[[ DATA PROVIDED, beginning ]]

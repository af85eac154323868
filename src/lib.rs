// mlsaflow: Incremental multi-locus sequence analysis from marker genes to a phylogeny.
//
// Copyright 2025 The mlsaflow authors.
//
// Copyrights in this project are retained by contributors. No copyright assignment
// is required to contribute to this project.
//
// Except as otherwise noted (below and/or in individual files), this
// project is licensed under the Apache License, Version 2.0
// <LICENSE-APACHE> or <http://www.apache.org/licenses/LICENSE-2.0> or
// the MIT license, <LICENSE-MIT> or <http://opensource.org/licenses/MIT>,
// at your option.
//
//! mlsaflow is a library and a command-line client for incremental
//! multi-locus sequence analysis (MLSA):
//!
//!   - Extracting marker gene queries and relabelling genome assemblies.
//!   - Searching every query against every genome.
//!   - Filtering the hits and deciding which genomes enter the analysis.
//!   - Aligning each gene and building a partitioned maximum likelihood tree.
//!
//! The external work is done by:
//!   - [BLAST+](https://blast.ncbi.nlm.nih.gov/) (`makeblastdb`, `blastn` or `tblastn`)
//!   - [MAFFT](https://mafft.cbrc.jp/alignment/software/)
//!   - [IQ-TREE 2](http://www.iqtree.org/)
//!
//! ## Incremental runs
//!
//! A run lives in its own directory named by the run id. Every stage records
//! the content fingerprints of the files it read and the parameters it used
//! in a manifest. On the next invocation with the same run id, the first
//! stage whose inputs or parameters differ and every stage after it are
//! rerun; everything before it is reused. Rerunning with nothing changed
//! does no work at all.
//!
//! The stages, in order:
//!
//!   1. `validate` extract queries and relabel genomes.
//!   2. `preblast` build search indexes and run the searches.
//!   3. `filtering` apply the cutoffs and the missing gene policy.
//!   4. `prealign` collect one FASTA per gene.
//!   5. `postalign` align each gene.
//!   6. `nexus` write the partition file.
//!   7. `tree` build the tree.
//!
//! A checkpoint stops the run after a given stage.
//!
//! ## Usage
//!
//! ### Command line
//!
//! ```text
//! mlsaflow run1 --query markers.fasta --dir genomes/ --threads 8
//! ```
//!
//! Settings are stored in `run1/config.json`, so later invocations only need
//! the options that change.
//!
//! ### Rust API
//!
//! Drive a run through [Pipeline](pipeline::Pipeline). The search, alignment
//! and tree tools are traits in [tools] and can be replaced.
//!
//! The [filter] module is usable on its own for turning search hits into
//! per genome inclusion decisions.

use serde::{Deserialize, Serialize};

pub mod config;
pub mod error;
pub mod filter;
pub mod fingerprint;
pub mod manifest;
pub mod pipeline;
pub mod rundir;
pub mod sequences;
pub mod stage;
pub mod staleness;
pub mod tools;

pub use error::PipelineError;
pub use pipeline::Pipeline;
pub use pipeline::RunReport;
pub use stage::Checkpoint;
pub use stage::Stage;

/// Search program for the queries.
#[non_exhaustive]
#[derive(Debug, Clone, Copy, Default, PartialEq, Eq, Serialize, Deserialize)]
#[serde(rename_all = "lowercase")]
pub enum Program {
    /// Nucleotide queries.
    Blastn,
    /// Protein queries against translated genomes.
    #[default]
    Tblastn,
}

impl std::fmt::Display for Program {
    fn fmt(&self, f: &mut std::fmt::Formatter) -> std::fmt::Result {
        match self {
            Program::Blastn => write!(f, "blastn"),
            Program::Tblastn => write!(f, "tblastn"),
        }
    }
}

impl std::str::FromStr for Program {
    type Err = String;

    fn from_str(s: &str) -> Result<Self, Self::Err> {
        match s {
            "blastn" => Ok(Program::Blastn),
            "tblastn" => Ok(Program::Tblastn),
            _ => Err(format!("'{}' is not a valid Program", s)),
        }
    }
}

[[ DATA PROVIDED, end ]]
[[ DATA PROVIDED, beginning ]]

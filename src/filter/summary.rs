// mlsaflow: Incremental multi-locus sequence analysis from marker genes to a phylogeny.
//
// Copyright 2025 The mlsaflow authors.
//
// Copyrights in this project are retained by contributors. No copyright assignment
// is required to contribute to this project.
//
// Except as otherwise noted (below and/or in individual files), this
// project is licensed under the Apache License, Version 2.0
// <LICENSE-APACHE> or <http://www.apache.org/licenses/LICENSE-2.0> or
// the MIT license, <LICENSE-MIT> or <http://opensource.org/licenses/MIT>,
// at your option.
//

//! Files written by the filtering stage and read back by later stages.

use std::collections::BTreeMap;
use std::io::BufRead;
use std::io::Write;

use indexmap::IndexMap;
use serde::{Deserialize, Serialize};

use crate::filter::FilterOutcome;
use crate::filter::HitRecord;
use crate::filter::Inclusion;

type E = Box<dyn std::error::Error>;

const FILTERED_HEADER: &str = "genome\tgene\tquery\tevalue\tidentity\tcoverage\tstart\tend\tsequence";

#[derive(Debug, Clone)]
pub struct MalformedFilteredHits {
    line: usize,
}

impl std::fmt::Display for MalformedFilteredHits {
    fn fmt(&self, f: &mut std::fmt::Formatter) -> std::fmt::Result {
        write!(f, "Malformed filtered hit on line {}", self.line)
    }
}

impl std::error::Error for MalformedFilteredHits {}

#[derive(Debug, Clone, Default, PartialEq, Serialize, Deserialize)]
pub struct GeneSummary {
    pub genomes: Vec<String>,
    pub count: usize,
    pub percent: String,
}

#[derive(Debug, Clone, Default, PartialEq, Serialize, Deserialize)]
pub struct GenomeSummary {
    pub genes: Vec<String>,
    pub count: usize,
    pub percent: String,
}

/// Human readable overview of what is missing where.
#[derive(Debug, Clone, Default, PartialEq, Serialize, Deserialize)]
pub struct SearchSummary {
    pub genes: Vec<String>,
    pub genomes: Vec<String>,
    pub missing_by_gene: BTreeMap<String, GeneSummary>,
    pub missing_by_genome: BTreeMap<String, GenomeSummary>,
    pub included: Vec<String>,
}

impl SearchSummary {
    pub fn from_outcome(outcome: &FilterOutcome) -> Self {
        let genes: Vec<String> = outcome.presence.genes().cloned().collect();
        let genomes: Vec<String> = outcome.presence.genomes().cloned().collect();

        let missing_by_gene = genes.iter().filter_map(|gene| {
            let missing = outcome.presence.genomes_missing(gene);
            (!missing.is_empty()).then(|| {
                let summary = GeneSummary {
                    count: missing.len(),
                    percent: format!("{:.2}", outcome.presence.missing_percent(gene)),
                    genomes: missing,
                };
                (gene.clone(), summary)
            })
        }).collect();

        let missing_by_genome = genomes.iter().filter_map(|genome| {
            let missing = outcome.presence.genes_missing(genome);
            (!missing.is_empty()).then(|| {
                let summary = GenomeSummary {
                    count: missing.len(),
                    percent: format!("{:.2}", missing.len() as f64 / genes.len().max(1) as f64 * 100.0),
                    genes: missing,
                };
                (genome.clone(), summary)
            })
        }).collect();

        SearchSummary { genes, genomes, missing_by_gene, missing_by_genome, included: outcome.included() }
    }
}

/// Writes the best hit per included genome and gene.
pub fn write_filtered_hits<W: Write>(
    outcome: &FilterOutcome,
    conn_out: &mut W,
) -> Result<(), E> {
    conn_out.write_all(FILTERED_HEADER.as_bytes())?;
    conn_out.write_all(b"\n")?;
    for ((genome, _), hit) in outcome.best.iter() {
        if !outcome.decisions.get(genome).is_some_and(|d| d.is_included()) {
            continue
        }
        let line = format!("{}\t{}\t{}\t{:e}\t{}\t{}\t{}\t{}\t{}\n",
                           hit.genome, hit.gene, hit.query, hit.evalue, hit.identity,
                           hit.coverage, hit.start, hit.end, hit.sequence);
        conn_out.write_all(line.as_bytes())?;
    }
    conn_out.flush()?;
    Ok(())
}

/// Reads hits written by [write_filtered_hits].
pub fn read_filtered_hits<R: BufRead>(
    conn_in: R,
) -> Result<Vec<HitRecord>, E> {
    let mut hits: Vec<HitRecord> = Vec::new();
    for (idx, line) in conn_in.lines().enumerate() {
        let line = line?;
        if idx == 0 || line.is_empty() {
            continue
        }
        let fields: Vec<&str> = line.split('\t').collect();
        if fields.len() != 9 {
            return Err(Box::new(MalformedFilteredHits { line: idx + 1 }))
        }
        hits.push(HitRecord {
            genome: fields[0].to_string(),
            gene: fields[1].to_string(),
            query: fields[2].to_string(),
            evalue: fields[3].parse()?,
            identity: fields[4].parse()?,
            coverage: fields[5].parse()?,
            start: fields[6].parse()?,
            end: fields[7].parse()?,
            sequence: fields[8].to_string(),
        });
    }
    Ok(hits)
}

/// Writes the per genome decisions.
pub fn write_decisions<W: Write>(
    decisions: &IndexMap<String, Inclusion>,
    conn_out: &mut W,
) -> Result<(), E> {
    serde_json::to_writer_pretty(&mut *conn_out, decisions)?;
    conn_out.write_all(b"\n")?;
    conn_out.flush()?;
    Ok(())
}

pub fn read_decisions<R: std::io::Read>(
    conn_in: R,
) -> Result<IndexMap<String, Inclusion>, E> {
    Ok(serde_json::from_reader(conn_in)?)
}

[[ DATA PROVIDED, end ]]
[[ DATA PROVIDED, beginning ]]

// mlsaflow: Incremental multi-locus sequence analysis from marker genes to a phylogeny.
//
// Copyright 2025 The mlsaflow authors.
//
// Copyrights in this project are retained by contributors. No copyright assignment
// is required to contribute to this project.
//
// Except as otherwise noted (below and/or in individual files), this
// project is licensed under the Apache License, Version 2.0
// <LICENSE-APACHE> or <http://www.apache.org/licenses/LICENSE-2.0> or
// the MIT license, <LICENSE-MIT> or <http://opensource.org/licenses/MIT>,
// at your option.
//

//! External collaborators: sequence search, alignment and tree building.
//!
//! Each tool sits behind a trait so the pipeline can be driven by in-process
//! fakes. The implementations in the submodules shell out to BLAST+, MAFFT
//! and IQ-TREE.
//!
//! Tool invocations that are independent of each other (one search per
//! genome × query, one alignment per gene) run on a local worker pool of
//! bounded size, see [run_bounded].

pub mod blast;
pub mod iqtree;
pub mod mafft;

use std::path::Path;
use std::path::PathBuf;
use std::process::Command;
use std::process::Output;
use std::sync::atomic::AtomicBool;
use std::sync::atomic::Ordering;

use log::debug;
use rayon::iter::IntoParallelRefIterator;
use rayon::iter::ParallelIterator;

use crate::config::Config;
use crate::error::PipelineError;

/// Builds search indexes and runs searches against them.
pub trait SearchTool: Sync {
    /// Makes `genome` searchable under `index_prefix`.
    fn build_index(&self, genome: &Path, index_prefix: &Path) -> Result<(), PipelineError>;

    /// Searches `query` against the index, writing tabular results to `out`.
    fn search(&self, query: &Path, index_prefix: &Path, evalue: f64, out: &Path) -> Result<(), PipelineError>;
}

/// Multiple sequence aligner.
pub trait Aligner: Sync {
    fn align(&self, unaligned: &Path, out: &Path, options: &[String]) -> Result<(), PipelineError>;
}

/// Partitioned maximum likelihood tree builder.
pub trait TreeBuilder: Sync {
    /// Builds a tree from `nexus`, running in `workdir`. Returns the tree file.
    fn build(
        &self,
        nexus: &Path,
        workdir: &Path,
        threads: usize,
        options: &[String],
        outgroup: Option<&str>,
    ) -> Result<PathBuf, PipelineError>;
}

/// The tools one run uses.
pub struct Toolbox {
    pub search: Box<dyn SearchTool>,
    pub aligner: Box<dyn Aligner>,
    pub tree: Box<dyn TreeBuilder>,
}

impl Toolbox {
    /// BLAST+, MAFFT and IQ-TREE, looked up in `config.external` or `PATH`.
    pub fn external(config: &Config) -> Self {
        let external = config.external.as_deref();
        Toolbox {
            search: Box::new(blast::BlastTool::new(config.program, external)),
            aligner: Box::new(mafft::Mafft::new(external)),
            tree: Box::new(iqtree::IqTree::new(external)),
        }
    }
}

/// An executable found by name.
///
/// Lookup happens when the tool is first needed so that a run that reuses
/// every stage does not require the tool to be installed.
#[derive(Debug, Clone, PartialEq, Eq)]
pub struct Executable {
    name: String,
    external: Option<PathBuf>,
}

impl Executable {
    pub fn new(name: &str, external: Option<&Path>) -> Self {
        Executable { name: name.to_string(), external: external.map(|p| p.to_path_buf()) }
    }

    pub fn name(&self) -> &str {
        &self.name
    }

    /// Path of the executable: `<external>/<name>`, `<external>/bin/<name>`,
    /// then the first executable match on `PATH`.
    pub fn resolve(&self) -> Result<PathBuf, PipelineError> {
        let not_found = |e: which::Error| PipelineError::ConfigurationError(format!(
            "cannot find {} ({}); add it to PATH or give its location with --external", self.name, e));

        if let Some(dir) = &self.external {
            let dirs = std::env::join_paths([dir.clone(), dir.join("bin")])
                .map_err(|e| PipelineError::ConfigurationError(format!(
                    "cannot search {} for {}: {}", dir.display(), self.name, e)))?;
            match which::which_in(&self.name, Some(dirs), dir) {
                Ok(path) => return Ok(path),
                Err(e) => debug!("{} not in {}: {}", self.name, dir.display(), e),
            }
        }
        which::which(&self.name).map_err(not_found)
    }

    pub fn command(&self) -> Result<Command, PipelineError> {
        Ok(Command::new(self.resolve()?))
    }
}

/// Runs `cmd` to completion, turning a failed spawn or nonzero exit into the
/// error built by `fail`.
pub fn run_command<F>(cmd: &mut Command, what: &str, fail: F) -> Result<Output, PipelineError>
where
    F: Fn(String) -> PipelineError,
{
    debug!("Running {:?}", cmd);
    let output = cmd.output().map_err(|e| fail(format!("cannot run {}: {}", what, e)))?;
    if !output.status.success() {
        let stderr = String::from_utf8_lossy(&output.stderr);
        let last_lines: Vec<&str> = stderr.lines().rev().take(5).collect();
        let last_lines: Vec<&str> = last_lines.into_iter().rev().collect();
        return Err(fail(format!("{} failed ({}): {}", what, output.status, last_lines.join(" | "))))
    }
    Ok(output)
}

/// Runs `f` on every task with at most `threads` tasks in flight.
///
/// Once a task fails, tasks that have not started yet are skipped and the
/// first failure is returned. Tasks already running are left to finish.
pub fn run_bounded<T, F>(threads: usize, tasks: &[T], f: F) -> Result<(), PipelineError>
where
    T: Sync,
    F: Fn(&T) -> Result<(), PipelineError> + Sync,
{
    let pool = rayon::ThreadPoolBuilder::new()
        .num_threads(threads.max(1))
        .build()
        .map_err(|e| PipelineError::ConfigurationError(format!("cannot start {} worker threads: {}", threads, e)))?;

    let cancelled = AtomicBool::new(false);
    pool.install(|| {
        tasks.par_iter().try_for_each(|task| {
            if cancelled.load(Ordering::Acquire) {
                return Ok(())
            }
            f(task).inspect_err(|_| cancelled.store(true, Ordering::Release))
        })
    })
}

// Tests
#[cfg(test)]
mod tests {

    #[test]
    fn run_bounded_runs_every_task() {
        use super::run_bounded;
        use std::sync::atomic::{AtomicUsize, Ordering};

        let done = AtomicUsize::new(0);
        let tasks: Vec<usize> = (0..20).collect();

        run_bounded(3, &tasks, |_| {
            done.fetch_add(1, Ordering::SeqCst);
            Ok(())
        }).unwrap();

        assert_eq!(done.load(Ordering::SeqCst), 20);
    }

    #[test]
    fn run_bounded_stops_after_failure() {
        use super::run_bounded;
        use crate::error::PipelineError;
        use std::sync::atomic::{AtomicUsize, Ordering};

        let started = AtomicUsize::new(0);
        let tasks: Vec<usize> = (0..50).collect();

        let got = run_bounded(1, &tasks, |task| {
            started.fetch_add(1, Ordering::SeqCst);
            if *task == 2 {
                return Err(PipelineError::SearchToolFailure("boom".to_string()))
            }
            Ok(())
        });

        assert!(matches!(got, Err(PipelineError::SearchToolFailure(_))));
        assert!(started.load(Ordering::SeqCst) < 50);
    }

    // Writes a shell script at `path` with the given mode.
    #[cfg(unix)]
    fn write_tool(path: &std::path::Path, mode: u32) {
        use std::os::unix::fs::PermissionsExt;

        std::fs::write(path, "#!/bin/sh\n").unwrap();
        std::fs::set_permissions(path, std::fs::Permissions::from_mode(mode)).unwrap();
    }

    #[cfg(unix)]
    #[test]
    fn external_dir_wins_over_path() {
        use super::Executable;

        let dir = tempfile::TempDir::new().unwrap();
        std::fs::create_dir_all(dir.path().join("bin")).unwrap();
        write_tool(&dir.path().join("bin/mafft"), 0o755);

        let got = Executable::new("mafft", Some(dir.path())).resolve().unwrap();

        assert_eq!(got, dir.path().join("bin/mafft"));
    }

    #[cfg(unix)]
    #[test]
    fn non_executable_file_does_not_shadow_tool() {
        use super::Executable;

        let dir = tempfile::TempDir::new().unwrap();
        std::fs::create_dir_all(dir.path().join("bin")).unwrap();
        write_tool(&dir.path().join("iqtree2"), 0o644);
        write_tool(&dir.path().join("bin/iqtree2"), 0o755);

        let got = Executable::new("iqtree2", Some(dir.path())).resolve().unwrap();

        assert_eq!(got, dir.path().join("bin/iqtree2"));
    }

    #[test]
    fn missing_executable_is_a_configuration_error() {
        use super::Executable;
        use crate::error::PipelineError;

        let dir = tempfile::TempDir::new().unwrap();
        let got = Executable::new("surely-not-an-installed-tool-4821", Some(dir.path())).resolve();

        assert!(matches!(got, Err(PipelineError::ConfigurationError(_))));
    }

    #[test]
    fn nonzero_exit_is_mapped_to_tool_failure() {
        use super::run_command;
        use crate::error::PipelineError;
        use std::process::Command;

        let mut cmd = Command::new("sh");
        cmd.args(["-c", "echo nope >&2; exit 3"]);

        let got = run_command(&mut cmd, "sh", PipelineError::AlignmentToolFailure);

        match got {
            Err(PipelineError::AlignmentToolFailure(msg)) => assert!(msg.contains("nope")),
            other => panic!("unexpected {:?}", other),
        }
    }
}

[[ DATA PROVIDED, end ]]

▶ _WHAT YOU SHOULD DO_:
Every line above with the string "options" in it needs to be copied.

▶ _COMPLETED EXERCISE_:
//! the options that change.
    fn align(&self, unaligned: &Path, out: &Path, options: &[String]) -> Result<(), PipelineError>;
        options: &[String],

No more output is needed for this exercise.